На прощальном вечере кроме уже названных были также Александра Осиповна Смирнова-Россет, Евдокия Петровна Ростопчина, Наталья Николаевна Пушкина.
У Карамзиных Лермонтов впервые разговорился с вдовой Пушкина.
Об этом много лет спустя вспоминала дочь Натальи Николаевны — Александра Петровна Арапова (урожденная Ланская). Отметив, что Лермонтов уже не раз встречал Наталью Николаевну в доме своих друзей, но всякий раз сторонился ее, избегая с ней беседы и ограничиваясь лишь обычными светскими фразами, Александра Петровна рассказала, что на этот раз, «уступая какому-то необъяснимому побуждению, поэт, к великому удивлению матери, завладев освободившимся около нее местом, с первых слов завел разговор, поразивший ее своей необычностью.
Он точно стремился заглянуть в тайник ее души, чтобы вызвать ее доверие, сам начал посвящать ее в мысли и чувства, так мучительно отравлявшие его жизнь, каялся в резкости мнений, в беспомощности суждений, так часто отталкивавших от него ни в чем перед ним неповинных людей.
Мать поняла, что эта исповедь должна была служить в некотором роде объяснением; она почуяла, что упоение юной, но уже признанной славой не заглушило в нем неудовлетворенность жизнью. Может быть, в эту минуту она уловила братский отзвук другого, мощного, отлетевшего духа, но живое участие пробудилось мгновенно, и, дав ему волю, простыми, прочувствованными словами она пыталась ободрить, утешить его, подбирая подходящие примеры из собственной тяжелой доли. И по мере того, как слова непривычным потоком текли с ее уст, она могла следить, как они достигали цели, как ледяной покров, сковывавший доселе их отношения, таял с быстротой вешнего снега, как некрасивое, но выразительное лицо Лермонтова точно преображалось под влиянием внутреннего просвещения.
В заключение этой беседы, удивившей Карамзиных своей продолжительностью, Лермонтов сказал:
— Когда я только подумаю, как мы часто с вами здесь встречались!.. Сколько вечеров, проведенных здесь, в гостиной, но в разных углах! Я чуждался вас, малодушно поддаваясь враждебным влияниям.
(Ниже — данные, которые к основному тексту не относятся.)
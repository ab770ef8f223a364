//! issuedeck - Terminal client for an issue tracker REST API
//!
//! This library crate exposes internal modules for integration testing.

pub mod api;
pub mod cli;
pub mod config;
pub mod data;
pub mod filter;
pub mod tui;
pub mod util;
Я видел в вас только холодную, неприступную красавицу, готов был гордиться, что не подчиняюсь общему здешнему культу, и только накануне отъезда надо было мне разглядеть под этой оболочкой женщину, постигнуть ее обаяние искренности, которое не разбираешь, а признаешь, чтобы унести с собой вечный упрек в близорукости, бесплодное сожаление о даром утраченных часах! Но когда я вернусь, я сумею заслужить прощение и, если это не самонадеянная мечта, стать когда-нибудь вашим другом. Никто не может помешать посвятить вам ту беззаветную преданность, на которою я чувствую себя способным.
— Прощать мне вам нечего, — ответила Наталья Николаевна, — но если вам жаль уехать с изменившимся мнением обо мне, то поверьте, что мне отраднее оставаться при этом убеждении.
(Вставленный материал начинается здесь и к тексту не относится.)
pub mod client;
pub mod error;
pub mod wire;

pub use client::ApiClient;
pub use error::{ApiError, ApiResult};

use crate::data::{
    Comment, Issue, IssueId, IssueStatus, Label, LabelForm, LabelId, Milestone, MilestoneForm,
    MilestoneId, NewIssue, UserRef,
};
use async_trait::async_trait;
use futures::stream::{self, StreamExt};
use once_cell::sync::Lazy;
use std::sync::Arc;
use std::time::Duration;

/// Shared HTTP client for all API requests to enable connection pooling
pub static HTTP_CLIENT: Lazy<reqwest::Client> = Lazy::new(|| {
    reqwest::Client::builder()
        .timeout(Duration::from_secs(30))
        .connect_timeout(Duration::from_secs(10))
        .pool_max_idle_per_host(5)
        .build()
        .expect("Failed to create HTTP client")
});

/// Comment fetches kept in flight at once while loading the Commented scope
const COMMENT_FETCH_CONCURRENCY: usize = 5;

/// Operations the client needs from the issue tracker server.
#[cfg_attr(test, mockall::automock)]
#[async_trait]
pub trait IssueApi: Send + Sync {
    async fn fetch_issues(&self, status: IssueStatus) -> ApiResult<Vec<Issue>>;

    /// Returns the id of the new issue
    async fn create_issue(&self, issue: &NewIssue) -> ApiResult<IssueId>;

    async fn set_issue_status(&self, id: IssueId, status: IssueStatus) -> ApiResult<()>;

    async fn fetch_users(&self) -> ApiResult<Vec<UserRef>>;

    async fn fetch_labels(&self) -> ApiResult<Vec<Label>>;

    async fn create_label(&self, label: &LabelForm) -> ApiResult<()>;

    async fn update_label(&self, id: LabelId, label: &LabelForm) -> ApiResult<()>;

    async fn delete_label(&self, id: LabelId) -> ApiResult<()>;

    async fn fetch_milestones(&self) -> ApiResult<Vec<Milestone>>;

    async fn create_milestone(&self, milestone: &MilestoneForm) -> ApiResult<()>;

    async fn update_milestone(&self, id: MilestoneId, milestone: &MilestoneForm) -> ApiResult<()>;

    async fn delete_milestone(&self, id: MilestoneId) -> ApiResult<()>;

    async fn fetch_comments(&self, issue: IssueId) -> ApiResult<Vec<Comment>>;

    /// `true` when the server answers the auth check with 200
    async fn auth_status(&self) -> ApiResult<bool>;
}

/// Users, labels and milestones offered by the filter menu.
#[derive(Debug, Clone, Default)]
pub struct FilterOptions {
    pub users: Vec<UserRef>,
    pub labels: Vec<Label>,
    pub milestones: Vec<Milestone>,
}

/// Fetch the filter menu entries concurrently.
///
/// A failing endpoint leaves its list empty rather than failing the menu.
pub async fn fetch_filter_options(api: &dyn IssueApi) -> FilterOptions {
    let (users, labels, milestones) = tokio::join!(
        api.fetch_users(),
        api.fetch_labels(),
        api.fetch_milestones()
    );

    FilterOptions {
        users: users.unwrap_or_else(|e| {
            tracing::warn!("Failed to fetch users: {}", e);
            Vec::new()
        }),
        labels: labels.unwrap_or_else(|e| {
            tracing::warn!("Failed to fetch labels: {}", e);
            Vec::new()
        }),
        milestones: milestones.unwrap_or_else(|e| {
            tracing::warn!("Failed to fetch milestones: {}", e);
            Vec::new()
        }),
    }
}

/// Comments fetched for a batch of issues.
#[derive(Debug, Default)]
pub struct CommentBatch {
    pub loaded: Vec<(IssueId, Vec<Comment>)>,
    pub failed: Vec<IssueId>,
}

/// Fetch comments for every issue in `ids`, a few at a time.
pub async fn fetch_comment_batch(api: Arc<dyn IssueApi>, ids: Vec<IssueId>) -> CommentBatch {
    let results: Vec<(IssueId, ApiResult<Vec<Comment>>)> = stream::iter(ids)
        .map(|id| {
            let api = Arc::clone(&api);
            async move { (id, api.fetch_comments(id).await) }
        })
        .buffer_unordered(COMMENT_FETCH_CONCURRENCY)
        .collect()
        .await;

    let mut batch = CommentBatch::default();
    for (id, result) in results {
        match result {
            Ok(comments) => batch.loaded.push((id, comments)),
            Err(e) => {
                tracing::debug!("Failed to fetch comments for issue {}: {}", id, e);
                batch.failed.push(id);
            }
        }
    }
    batch
}

/// Ask the server whether the stored credentials are still valid.
///
/// Any error counts as logged out.
pub async fn check_login(api: &dyn IssueApi) -> bool {
    match api.auth_status().await {
        Ok(logged_in) => logged_in,
        Err(e) => {
            tracing::warn!("Auth check failed: {}", e);
            false
        }
    }
}

#[cfg(test)]
mod tests {
    use super::*;

    fn comment(author: u64) -> Comment {
        Comment {
            id: author,
            author_id: author,
            content: String::new(),
            created_at: None,
        }
    }

    #[tokio::test]
    async fn test_comment_batch_splits_failures() {
        let mut mock = MockIssueApi::new();
        mock.expect_fetch_comments().returning(|id| {
            if id == 2 {
                Err(ApiError::from_status("/api/issues/2/comments", 500))
            } else {
                Ok(vec![comment(id * 10)])
            }
        });

        let api: Arc<dyn IssueApi> = Arc::new(mock);
        let mut batch = fetch_comment_batch(api, vec![1, 2, 3]).await;
        batch.loaded.sort_by_key(|(id, _)| *id);

        assert_eq!(batch.failed, vec![2]);
        assert_eq!(batch.loaded.len(), 2);
        assert_eq!(batch.loaded[0].0, 1);
        assert_eq!(batch.loaded[1].1[0].author_id, 30);
    }

    #[tokio::test]
    async fn test_filter_options_tolerate_failures() {
        let mut mock = MockIssueApi::new();
        mock.expect_fetch_users().returning(|| {
            Ok(vec![UserRef {
                id: 1,
                name: "sue".to_string(),
            }])
        });
        mock.expect_fetch_labels()
            .returning(|| Err(ApiError::from_status("/api/labels", 502)));
        mock.expect_fetch_milestones().returning(|| Ok(vec![]));

        let options = fetch_filter_options(&mock).await;
        assert_eq!(options.users.len(), 1);
        assert!(options.labels.is_empty());
    }

    #[tokio::test]
    async fn test_check_login_error_is_logged_out() {
        let mut mock = MockIssueApi::new();
        mock.expect_auth_status()
            .returning(|| Err(ApiError::from_status("/api/auth", 500)));
        assert!(!check_login(&mock).await);

        let mut mock = MockIssueApi::new();
        mock.expect_auth_status().returning(|| Ok(true));
        assert!(check_login(&mock).await);
    }
}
Прощание их было самое задушевное, и много толков было потом у Карамзиных о непонятной перемене, происшедшей с Лермонтовым[30]
перед самым отъездом» [207, II, 154–155].В тот же прощальный вечер поэт сделал маленький подарок графине Евдокии Петровне Ростопчиной — преподнес альбом[31]
с посвященным ей стихотворением:Простившись со всеми друзьями, 14 апреля 1841 года в 8 часов утра Лермонтов выехал из северной столицы.
Москва
17 апреля в 7 часов пополудни Лермонтов въехал в первопрестольную и остановился у барона Дмитрия Григорьевича Розена, своего однополчанина по Лейб-гвардии гусарскому полку.
20 апреля он отправил из Москвы в Петербург письмо Елизавете Алексеевне:
«Милая бабушка.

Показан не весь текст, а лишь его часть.